Although not particularly savage as civil wars go, it so shocked Costa Ricans that Ticos would kill their countrymen for any cause that it propelled the country into vigorous advocacy of peace and democracy that continues today. From this trauma was born a unique nation.

Most historians agree that the party in power, under President Teodoro Picado, rigged the election of 1948. When the ballots were counted, it appeared that, despite ballot-stuffing by both major parties, candidate Otilio Ulate of the opposition had won. But the ruling party, following a tradition of weak and corrupt democracies of Latin America, nullified this election. Although not a candidate, Jose (don Pepe) Figueres long critical of the ruling party, had gaining political strength rapidly. From his hacienda near Cartago, he sent out a call to arms.

Figueres, with many contacts throughout Latin America, called on backers of democracy and formed a ragtag army of sorts, poorly equipped and sharing only a common language. The Costa Rican Army—all of 500 soldiers strong—was not much better off and many stayed home, ignoring the call to put down the insurgents. The Figueres force suffered few setbacks and the civil war lasted only a few weeks. Ulate, a newspaper publisher and no soldier, had fled into exile and a military junta headed by Figueres ruled the country. Ulate, offered the presidency, demurred, saying, “I won’t govern without a constitution.”

The resulting 1949 constitution contained a number of innovations: a unicameral congress (the Legislative Assembly), rights measures such as giving resident foreigners the same rights as native-born Costa Ricans, two vice presidents for orderly succession and, most importantly, the institution of an independent, apolitical Supreme Elections Tribunal to conduct elections and as a watchdog during campaigns. After approval, Ulate assumed a truncated term and is chiefly known for the conciliatory tone of his administration.

During the junta, Figueres made two decisions that were to assure his place in Latin American and even world history. Faced with the embarrassing position of having two armies—the tiny regular army and the former rebels—awaiting assignment to military posts—and having no budget for either, he had a happy inspiration: He would eliminate the military unilaterally, as he later admitted in an interview with the English-language weekly, The Tico Times. Costa Rica had never had a military caste system, such as exists in Argentina and Chile, and its army was too small to offer any resistance to foreign aggression, so the solution was logical.

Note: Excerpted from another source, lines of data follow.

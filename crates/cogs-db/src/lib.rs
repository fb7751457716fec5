//! # cogs-db: Storage Layer and Costing Engine
//!
//! This crate persists the costing ledger in SQLite (sqlx) and owns every
//! transaction boundary. The costing rules themselves live in `cogs-core`.
//!
//! ## Architecture Position
//! ```text
//! ┌─────────────────────────────────────────────────────────────────────────┐
//! │                        Costing Data Flow                                │
//! │                                                                         │
//! │  Order feed ("shipped", "returned")     Receiving feed (stock-in)      │
//! │       │                                       │                         │
//! │       ▼                                       ▼                         │
//! │  ┌─────────────────────────────────────────────────────────────────┐   │
//! │  │                     cogs-db (THIS CRATE)                        │   │
//! │  │                                                                 │   │
//! │  │   ┌───────────────┐    ┌───────────────┐    ┌──────────────┐   │   │
//! │  │   │ CostingEngine │    │  Repositories │    │  Migrations  │   │   │
//! │  │   │  (engine.rs)  │───►│ items         │    │  (embedded)  │   │   │
//! │  │   │ SKU locks     │    │ bundles       │    │              │   │   │
//! │  │   │ transactions  │    │ layers        │    │ 001_costing_ │   │   │
//! │  │   │ idempotency   │    │ snapshots     │    │   schema.sql │   │   │
//! │  │   └───────┬───────┘    │ allocations   │    └──────────────┘   │   │
//! │  │           │            └───────────────┘                        │   │
//! │  │           ▼                     ▲                               │   │
//! │  │     cogs_core (pure)     ReportReader ◄── P&L dashboard        │   │
//! │  └─────────────────────────────────────────────────────────────────┘   │
//! │       │                                                                 │
//! │       ▼                                                                 │
//! │  SQLite (WAL)                                                          │
//! └─────────────────────────────────────────────────────────────────────────┘
//! ```
//!
//! ## Module Organization
//!
//! - [`pool`] - Connection pool creation and configuration
//! - [`migrations`] - Embedded database migrations
//! - [`error`] - Storage and costing error types
//! - [`repository`] - SQL for each ledger table
//! - [`engine`] - Shipment, return, receiving and catalog operations
//! - [`report`] - Read-only P&L queries
//! - [`locks`] - Per-SKU writer serialization
//! - [`config`] - Environment configuration
//!
//! ## Usage
//!
//! ```rust,ignore
//! use cogs_db::{Database, DbConfig};
//!
//! let db = Database::new(DbConfig::new("path/to/costbook.db")).await?;
//!
//! db.costing()
//!     .register_item("MUG", "Ceramic mug", false, Money::from_major(4))
//!     .await?;
//! db.costing()
//!     .seed_opening_balance("MUG", 100, None, as_of)
//!     .await?;
//!
//! let outcome = db
//!     .costing()
//!     .apply_cogs_for_order_shipped("#1001", "MUG", 3, shipped_at, CostingMethod::Fifo)
//!     .await?;
//! ```

// =============================================================================
// Module Declarations
// =============================================================================

pub mod config;
pub mod engine;
pub mod error;
pub mod locks;
pub mod migrations;
pub mod pool;
pub mod report;
pub mod repository;

// =============================================================================
// Re-exports
// =============================================================================

pub use config::{ConfigError, CostingConfig};
pub use engine::CostingEngine;
pub use error::{CostingError, CostingResult, DbError, DbResult};
pub use pool::{Database, DbConfig};
pub use report::{DailyCogs, OnHand, ReportReader};

// Repository re-exports for convenience
pub use repository::{
    AllocationRepository, BundleRepository, ItemRepository, LayerRepository, SnapshotRepository,
};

He was also a vociferous proponent of democratic government, so he handed over the reins to Ulate, making him the only 20th century junta chief, other than Kemal Ataturk of Turkey in 1923, to step down voluntarily. (One should remember that, during his era, the majority of Latin American nations were under dictators backed by the military. The Somoza dynasty in Nicaragua lasted 42 years before being overthrown.) Figueres went on to win two succeeding free elections and became Latin America’s most successful politician.

Economic changes were under way, as well. The country had been basically agrarian, depending on coffee and bananas for foreign exchange. But during Figueres’ final term in the 1970s, the government began to more actively court foreign investment. Tourism rose, aided by such pioneers as Costa Rican Expeditions and Calypso Cruises and, in the 1990s, replaced coffee as the No. 1 revenue generator. It was not until early this century that export of electronic components replaced tourism in that role.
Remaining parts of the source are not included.